Dans les chartes médiévales, en effet, il n’est pas rare de croiser des femmes qui ne sont pas nommées. Elles sont fréquemment identifiées par rapport à un homme : elles sont « mère de Pierre », « femme de Jean », « fille de Paul », etc. Mais leur prénom individuel n’a pas été conservé par le scribe ou le notaire, alors même que souvent elles jouent un rôle important dans l’échange foncier ou économique dont traite la charte.

Un exemple, parmi littéralement des milliers possibles, rapporté par le médiéviste François Rivière : à Elbeuf, en 1470, un registre de justice seigneuriale évoque « la femme de Jehan de Parde » ; l’épouse représente son mari en justice, mais son nom personnel n’est jamais cité.
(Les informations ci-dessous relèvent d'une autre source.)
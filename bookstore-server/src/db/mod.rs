//! Database layer: connection pool and repositories

pub mod pool;
pub mod repos;

pub use pool::{create_pool, ConfigError, DbConfig};
pub use repos::{BookRepo, DbError};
Même bilan du côté des chroniques, où l’on croise des femmes qui jouent un rôle politique majeur, mais dont aucune source ne donne jamais le nom. On peut prendre l’exemple de la fille d’Isaac Comnène, dirigeant de Chypre à la fin du XIIe siècle. Cette princesse grecque est capturée par Richard Cœur de Lion lors de sa conquête de l’île de Chypre, elle est envoyée en Occident, épouse Raymond VI, comte de Toulouse, puis Thierry de Flandre, avant de revenir en 1204 en Orient pour réclamer aux Lusignans son héritage, en vain, et trouve enfin refuge à la cour du roi arménien Lewon Ier, son oncle maternel. En quinze ans, la jeune fille est ainsi apparue plusieurs fois au premier plan des jeux politiques, a été mariée à plusieurs seigneurs majeurs de l’Occident médiéval, s’est battue juridiquement contre le roi de Jérusalem, a été mentionnée par trois chroniques différentes… Mais aucune source ne la nomme jamais : elle n’est connue que comme la « Damoiselle de Chypre ».

Femmes invisibles

Evidemment, on trouverait facilement des centaines – voire des milliers – de femmes nommées dans les sources, qu’elles soient reines, nonnes, marchandes, car les femmes jouent des rôles très divers au Moyen Âge. Reste qu’on a bien là une tendance de fond. Dans les Lignages d’Outremer, une compilation de la généalogie des principales familles nobles de l’Orient latin, cinquante filles de seigneurs restent anonymes, contre seulement dix-huit fils – alors même que le texte mentionne moins de femmes et plus d’hommes. En Italie du sud, Thierry Stasser note qu’environ 30 % des épouses, mères ou filles ne sont jamais nommées. Dans ses sources, donc dans l’espace franc aux XIe-XIIe siècles, Dominique Barthélémy insiste sur la présence « évanescente » des femmes, qui soit ne sont pas nommées, soit changent de prénoms au gré des chroniqueurs, ce qui rend leur identification extrêmement complexe.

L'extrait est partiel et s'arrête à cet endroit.